Je n’entendis pas ces dernières paroles. Renard m’avait dit qu’il me confiait Feu-de-Sang. Il savait vraiment qu’elle allait le trahir, ça ne faisait aucun doute.

- Je crois, dis-je, qu’il ne s’attendait seulement pas à ce que tu ailles si loin.

- Il n’a pourtant rien fait pour m’empêcher de vous sauver.

C’était vrai. Il m’avait juste donné une montre. Une montre… La montre ! Il avait menti sur son origine, aucun joaillier ni horloger de la ville ne l’avait conçue.
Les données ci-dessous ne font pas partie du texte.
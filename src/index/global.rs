//! Process-wide index of the builtin service table.
//!
//! Built on first use under a single-execution guard and never rebuilt.
//! Servers that load configuration inject their own index instead.

use once_cell::sync::OnceCell;

use crate::index::{IndexBuilder, IndexResult, PatternIndex};
use crate::registry::TableRegistry;

static BUILTIN_INDEX: OnceCell<PatternIndex> = OnceCell::new();

/// The builtin index, building it on the first call.
///
/// A failed build is returned to the caller and not cached; the next call
/// tries again.
pub fn builtin() -> IndexResult<&'static PatternIndex> {
    BUILTIN_INDEX.get_or_try_init(|| IndexBuilder::with_defaults().build(&TableRegistry::builtin()))
}

/// The builtin index if some caller already built it.
pub fn try_get() -> Option<&'static PatternIndex> {
    BUILTIN_INDEX.get()
}
//! Per-backend dispatch counters for the admin API.
//!
//! Kept outside the dispatch table so counts survive reloads.

use dashmap::DashMap;
use serde::Serialize;
use std::collections::BTreeMap;
use std::sync::atomic::{AtomicU64, Ordering};

use crate::index::BackendId;

#[derive(Debug, Default)]
pub struct DispatchStats {
    total: AtomicU64,
    not_found: AtomicU64,
    per_backend: DashMap<BackendId, u64>,
}

/// Point-in-time copy of the counters.
#[derive(Debug, Clone, PartialEq, Eq, Serialize)]
pub struct StatsSnapshot {
    pub total_requests: u64,
    pub not_found: u64,
    pub per_backend: BTreeMap<String, u64>,
}

impl DispatchStats {
    pub fn new() -> Self {
        Self::default()
    }

    /// Count one request; `None` means no backend claimed it.
    pub fn record(&self, backend: Option<&BackendId>) {
        self.total.fetch_add(1, Ordering::Relaxed);
        match backend {
            Some(backend) => *self.per_backend.entry(backend.clone()).or_insert(0) += 1,
            None => {
                self.not_found.fetch_add(1, Ordering::Relaxed);
            }
        }
    }

    pub fn snapshot(&self) -> StatsSnapshot {
        StatsSnapshot {
            total_requests: self.total.load(Ordering::Relaxed),
            not_found: self.not_found.load(Ordering::Relaxed),
            per_backend: self
                .per_backend
                .iter()
                .map(|e| (e.key().to_string(), *e.value()))
                .collect(),
        }
    }
}

#[cfg(test)]
mod tests {
    use super::*;

    #[test]
    fn test_counts() {
        let stats = DispatchStats::new();
        let sqs = BackendId::new("sqs");
        stats.record(Some(&sqs));
        stats.record(Some(&sqs));
        stats.record(None);

        let snapshot = stats.snapshot();
        assert_eq!(snapshot.total_requests, 3);
        assert_eq!(snapshot.not_found, 1);
        assert_eq!(snapshot.per_backend.get("sqs"), Some(&2));
    }
}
Je la sortis de ma poche. Il devait y avoir quelque chose avec cette montre, quelque chose qui m’empêcherais de nuire. Je l’ouvris, il était presque minuit.

- Minuit… Minuit…

- Quoi ? demanda Feu-de-Sang, ses larmes commençant à sécher sur ses joues.

Je l’ignorai, et approchai le bijou de mon oreille. Tout à l’heure, le tic-tac m’avait semblé fort. Maintenant, j’en distinguais deux légèrement décalés. La lumière se fit dans mon esprit.

- Nom d’une pieuvre !!! m’écriai-je.

- Qu’y a-t-il ?

Feu-de-sang s’était approchée de moi, redevenue impassible. Elle me prit la montre des mains.

- Elle est belle…

- Lâche ça !

Je la frappai sur le dos de la main, et la montre alla voler sur le pont.

- Mais…

Minuit n’était plus qu’une question de seconde, minuit allait sonner ! Faisant fi des protestations de la jeune fille, je la pris dans mes bras et me ruai vers le bastingage qui faisait face au large. Au loin, j’entendis un premier dong. Minuit sonnait. Je me jetai à la mer et, me retournant dans ma chute, dos à la surface des flots que j’allais crever, je vis une fumée violette se dégager à grande vitesse sur le bateau. Feu-de-Sang était collée à moi, elle vit la même chose avant de sombrer sous la surface. La montre avait explosé, ou du moins avait-elle répandue un gaz pour me mettre hors d’état de nuire. Mais j’y avais échappé. J’étais sauf, Feu-de-Sang aussi. Mais j’avais mal calculé mon saut. Si j’avais examiné le bateau, j’aurais remarqué que sa coque touchait le fond depuis une heure. J’aurais remarqué la marée basse. Je ne me serais pas cogné la tête. Je n’aurais pas sombré dans les brumes de l’inconscience. Mais je n’avais pas fait attention, et bientôt je ne vis plus que du noir.